— Task brief —
Whenever "without" appears in a line, please copy that line from the data.

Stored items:
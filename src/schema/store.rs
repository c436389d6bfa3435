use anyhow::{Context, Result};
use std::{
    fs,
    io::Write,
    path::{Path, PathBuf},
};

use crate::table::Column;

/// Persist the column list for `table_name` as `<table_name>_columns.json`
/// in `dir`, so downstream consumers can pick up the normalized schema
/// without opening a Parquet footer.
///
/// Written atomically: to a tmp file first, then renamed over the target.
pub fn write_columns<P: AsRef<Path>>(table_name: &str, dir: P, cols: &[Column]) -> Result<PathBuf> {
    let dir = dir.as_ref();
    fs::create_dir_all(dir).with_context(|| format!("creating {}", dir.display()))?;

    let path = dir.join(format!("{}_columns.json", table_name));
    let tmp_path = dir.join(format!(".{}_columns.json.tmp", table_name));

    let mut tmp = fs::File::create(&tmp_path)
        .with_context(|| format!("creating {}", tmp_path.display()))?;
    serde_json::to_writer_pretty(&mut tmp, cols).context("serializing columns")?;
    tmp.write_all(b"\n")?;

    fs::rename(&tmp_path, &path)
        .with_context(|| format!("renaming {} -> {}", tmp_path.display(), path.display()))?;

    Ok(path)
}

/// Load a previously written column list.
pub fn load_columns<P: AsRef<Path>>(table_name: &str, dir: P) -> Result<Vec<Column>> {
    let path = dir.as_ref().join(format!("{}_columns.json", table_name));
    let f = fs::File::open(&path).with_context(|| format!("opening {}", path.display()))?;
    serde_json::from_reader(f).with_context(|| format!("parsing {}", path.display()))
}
...
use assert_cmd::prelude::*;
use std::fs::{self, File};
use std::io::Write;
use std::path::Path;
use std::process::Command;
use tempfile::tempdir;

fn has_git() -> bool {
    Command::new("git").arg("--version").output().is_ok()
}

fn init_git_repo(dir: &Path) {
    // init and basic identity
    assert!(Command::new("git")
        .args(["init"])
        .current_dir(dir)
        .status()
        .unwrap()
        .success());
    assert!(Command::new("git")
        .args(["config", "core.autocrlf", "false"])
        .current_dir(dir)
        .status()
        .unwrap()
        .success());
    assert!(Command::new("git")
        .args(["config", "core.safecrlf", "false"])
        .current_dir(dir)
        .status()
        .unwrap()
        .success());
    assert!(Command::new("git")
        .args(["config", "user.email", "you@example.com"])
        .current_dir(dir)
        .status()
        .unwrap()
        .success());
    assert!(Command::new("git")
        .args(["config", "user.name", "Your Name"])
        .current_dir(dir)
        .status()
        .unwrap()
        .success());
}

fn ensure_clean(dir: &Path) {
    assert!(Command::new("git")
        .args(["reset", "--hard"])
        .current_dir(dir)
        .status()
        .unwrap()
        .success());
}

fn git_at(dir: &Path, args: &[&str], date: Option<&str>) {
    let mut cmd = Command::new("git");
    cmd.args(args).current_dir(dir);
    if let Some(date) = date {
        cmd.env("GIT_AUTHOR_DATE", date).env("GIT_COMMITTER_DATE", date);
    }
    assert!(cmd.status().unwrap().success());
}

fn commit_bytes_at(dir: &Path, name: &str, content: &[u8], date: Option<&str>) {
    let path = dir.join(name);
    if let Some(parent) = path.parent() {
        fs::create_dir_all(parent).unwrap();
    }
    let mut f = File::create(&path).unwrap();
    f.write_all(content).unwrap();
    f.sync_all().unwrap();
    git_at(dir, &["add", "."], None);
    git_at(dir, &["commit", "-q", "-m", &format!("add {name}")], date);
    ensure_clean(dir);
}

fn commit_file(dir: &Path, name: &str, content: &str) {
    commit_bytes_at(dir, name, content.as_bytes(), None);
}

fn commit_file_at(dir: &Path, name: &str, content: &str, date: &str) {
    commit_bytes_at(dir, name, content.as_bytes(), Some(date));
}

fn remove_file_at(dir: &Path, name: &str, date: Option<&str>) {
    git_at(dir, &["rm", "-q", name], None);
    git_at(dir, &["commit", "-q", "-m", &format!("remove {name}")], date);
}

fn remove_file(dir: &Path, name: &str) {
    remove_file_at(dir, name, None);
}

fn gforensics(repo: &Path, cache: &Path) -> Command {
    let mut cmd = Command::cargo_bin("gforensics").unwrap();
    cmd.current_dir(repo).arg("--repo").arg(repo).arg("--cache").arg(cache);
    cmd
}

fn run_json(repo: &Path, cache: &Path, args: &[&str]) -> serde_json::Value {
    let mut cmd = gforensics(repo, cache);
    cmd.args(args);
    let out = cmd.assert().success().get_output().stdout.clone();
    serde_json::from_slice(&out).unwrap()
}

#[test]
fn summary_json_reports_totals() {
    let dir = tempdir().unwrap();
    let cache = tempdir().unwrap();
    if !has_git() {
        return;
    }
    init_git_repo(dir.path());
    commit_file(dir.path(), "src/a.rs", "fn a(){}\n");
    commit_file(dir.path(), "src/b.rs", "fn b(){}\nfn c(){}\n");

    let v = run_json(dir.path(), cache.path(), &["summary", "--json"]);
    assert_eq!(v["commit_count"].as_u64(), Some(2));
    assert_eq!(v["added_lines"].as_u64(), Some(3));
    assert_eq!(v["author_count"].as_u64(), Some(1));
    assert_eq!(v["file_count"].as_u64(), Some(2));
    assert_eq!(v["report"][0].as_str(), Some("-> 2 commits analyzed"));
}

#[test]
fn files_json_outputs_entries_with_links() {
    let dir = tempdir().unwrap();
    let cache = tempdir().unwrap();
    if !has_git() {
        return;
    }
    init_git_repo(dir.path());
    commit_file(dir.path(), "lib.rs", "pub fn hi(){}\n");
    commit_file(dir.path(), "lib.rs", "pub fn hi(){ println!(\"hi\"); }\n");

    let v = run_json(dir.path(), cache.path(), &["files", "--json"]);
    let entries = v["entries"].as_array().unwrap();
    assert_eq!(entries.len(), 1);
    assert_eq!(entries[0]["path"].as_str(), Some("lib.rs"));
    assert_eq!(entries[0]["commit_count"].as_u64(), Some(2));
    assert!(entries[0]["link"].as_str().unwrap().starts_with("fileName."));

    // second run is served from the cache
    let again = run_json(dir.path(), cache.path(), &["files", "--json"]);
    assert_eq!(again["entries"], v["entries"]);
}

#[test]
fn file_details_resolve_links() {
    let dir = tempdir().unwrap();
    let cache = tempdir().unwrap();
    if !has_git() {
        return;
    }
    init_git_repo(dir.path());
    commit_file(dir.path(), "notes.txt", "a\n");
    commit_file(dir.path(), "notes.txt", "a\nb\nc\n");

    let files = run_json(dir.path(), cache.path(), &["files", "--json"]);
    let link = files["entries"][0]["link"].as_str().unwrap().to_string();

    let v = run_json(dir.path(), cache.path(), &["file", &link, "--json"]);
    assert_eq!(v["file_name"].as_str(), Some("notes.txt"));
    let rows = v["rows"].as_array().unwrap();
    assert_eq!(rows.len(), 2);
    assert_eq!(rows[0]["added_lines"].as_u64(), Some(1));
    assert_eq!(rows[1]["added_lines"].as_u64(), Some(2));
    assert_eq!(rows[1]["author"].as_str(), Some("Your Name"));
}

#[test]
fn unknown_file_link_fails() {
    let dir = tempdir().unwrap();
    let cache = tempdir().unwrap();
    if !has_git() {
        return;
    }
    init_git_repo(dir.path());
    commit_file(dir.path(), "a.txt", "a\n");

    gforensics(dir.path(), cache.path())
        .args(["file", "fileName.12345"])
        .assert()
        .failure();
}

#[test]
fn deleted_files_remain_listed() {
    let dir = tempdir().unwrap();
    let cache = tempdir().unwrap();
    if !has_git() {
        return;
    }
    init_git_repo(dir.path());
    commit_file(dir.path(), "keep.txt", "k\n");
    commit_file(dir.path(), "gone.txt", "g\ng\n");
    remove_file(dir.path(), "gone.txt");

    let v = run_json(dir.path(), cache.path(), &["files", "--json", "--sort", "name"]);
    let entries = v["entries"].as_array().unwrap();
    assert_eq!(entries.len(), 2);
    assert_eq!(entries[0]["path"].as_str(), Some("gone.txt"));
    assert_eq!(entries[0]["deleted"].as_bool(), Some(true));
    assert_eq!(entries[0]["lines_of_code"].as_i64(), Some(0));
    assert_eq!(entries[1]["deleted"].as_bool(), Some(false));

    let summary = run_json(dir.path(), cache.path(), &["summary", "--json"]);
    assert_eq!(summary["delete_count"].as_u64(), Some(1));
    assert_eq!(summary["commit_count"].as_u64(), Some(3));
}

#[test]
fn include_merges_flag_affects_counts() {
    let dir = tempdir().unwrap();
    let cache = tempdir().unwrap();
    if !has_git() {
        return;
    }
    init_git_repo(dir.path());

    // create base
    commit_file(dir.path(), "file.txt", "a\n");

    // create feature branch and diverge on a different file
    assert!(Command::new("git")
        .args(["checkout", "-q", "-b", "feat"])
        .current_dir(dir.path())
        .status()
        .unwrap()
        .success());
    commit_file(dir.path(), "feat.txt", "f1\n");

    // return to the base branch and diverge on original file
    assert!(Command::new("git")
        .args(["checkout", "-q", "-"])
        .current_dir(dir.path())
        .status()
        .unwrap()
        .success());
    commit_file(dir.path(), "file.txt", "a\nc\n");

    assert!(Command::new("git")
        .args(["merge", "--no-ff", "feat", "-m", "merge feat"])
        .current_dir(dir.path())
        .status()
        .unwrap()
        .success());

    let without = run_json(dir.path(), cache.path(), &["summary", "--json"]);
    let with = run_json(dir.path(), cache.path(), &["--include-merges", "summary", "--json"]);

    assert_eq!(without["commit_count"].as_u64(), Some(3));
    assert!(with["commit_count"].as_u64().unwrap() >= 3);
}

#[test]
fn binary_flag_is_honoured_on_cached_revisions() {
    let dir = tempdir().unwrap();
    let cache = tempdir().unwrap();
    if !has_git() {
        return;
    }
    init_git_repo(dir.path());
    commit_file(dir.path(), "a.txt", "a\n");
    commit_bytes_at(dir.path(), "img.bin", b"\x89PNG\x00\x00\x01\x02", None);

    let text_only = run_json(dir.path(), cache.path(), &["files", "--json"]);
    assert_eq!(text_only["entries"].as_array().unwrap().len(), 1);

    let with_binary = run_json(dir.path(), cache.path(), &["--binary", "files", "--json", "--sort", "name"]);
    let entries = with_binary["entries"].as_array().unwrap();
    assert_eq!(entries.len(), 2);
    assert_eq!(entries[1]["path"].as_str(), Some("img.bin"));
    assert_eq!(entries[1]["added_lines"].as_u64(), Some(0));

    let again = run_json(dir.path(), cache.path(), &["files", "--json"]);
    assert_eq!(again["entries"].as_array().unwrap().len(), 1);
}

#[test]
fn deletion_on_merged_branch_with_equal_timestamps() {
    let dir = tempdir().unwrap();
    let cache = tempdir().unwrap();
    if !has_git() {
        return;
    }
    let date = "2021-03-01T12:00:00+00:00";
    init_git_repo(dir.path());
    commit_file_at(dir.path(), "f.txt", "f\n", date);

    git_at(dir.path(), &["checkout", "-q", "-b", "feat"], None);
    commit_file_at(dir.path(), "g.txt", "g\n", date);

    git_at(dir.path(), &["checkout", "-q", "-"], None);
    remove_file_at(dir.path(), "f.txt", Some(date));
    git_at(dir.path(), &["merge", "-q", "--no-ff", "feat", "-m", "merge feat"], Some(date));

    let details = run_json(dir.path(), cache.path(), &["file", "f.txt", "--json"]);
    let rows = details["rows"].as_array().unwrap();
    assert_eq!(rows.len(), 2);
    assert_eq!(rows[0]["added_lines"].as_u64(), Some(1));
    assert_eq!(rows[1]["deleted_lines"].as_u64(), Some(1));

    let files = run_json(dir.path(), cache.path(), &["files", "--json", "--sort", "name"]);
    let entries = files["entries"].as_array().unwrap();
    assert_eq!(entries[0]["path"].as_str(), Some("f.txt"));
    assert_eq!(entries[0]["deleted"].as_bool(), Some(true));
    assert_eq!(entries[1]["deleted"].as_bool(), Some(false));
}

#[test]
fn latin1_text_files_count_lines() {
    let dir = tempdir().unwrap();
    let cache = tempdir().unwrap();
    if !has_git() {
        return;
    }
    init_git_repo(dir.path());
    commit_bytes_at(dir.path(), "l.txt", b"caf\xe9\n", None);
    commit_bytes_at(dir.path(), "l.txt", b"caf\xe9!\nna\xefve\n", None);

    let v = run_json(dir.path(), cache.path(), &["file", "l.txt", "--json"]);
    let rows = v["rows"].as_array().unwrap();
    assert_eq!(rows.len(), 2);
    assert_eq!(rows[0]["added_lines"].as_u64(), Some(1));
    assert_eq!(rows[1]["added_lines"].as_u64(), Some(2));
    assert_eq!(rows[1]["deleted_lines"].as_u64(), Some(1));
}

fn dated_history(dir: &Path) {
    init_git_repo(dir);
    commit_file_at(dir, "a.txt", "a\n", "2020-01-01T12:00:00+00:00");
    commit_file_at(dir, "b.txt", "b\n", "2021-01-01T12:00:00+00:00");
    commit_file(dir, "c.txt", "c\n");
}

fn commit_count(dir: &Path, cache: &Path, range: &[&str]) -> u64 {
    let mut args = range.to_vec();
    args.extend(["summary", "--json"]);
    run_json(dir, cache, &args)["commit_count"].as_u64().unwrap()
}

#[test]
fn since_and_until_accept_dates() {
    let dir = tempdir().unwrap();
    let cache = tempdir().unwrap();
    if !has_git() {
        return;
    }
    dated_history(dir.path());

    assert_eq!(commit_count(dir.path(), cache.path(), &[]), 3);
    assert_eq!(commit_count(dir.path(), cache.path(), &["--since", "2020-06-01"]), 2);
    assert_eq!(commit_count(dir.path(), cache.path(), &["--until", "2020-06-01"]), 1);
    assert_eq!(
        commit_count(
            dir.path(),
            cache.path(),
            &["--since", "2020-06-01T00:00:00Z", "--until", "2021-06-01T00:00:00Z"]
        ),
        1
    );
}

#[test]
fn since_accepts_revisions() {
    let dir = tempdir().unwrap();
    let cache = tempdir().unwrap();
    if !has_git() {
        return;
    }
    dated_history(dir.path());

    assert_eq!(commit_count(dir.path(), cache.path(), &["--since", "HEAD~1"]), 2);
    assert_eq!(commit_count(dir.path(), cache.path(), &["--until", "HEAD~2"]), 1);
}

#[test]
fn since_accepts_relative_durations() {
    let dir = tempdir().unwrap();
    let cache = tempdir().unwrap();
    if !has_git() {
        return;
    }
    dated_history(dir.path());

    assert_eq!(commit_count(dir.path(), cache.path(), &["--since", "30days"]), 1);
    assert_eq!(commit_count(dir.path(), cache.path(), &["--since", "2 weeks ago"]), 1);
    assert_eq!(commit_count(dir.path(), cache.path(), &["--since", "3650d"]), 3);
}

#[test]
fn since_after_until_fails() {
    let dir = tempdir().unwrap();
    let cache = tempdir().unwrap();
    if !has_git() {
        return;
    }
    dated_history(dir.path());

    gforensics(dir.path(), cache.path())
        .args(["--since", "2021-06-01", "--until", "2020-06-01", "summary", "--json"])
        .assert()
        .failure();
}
---
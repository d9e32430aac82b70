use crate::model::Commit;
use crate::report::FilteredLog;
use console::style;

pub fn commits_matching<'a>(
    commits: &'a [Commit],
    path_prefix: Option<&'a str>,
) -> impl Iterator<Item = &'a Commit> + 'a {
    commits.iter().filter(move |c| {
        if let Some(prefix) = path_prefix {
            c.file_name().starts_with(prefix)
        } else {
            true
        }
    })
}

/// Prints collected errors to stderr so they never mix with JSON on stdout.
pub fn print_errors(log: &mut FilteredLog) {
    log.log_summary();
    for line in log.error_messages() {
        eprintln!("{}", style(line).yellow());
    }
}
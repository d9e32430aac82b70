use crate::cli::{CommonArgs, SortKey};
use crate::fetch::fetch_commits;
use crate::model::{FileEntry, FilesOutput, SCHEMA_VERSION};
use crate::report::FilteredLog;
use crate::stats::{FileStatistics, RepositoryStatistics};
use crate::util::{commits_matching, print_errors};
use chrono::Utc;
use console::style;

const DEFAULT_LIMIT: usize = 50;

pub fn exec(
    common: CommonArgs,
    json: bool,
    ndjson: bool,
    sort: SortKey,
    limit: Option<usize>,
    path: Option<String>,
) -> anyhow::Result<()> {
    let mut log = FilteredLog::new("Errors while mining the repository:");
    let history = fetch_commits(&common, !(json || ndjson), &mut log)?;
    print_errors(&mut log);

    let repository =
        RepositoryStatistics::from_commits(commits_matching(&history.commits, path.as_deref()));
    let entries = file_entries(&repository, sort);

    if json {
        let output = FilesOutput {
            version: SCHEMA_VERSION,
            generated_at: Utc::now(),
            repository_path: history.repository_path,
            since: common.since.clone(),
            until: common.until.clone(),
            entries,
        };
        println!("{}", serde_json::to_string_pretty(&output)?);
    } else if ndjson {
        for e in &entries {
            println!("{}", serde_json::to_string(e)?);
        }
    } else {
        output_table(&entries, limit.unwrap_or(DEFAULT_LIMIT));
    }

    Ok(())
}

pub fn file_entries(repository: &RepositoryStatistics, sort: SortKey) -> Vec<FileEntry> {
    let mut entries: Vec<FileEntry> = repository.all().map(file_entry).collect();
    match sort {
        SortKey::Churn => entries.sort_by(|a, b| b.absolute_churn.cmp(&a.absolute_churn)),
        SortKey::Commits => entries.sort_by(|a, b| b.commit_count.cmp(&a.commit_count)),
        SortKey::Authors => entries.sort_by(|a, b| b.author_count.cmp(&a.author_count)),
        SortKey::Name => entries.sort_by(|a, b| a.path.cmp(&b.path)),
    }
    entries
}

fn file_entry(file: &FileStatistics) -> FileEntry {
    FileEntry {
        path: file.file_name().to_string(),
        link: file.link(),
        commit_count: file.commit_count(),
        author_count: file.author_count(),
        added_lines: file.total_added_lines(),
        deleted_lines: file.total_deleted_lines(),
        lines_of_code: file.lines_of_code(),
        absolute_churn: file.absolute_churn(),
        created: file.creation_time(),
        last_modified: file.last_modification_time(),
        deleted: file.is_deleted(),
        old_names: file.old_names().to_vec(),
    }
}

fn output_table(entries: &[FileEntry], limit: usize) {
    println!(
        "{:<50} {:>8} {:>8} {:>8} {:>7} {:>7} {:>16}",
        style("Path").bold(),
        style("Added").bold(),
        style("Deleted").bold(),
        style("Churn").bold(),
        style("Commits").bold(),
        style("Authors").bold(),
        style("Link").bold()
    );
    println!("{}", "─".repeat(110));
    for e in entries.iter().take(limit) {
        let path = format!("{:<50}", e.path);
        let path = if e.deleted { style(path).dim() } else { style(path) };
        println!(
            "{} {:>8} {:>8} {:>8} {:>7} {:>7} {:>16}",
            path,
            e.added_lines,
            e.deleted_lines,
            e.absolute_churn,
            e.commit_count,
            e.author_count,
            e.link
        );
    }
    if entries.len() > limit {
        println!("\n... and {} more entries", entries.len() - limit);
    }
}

— Output —
/// without opening a Parquet footer.
    let without = run_json(dir.path(), cache.path(), &["summary", "--json"]);
    assert_eq!(without["commit_count"].as_u64(), Some(3));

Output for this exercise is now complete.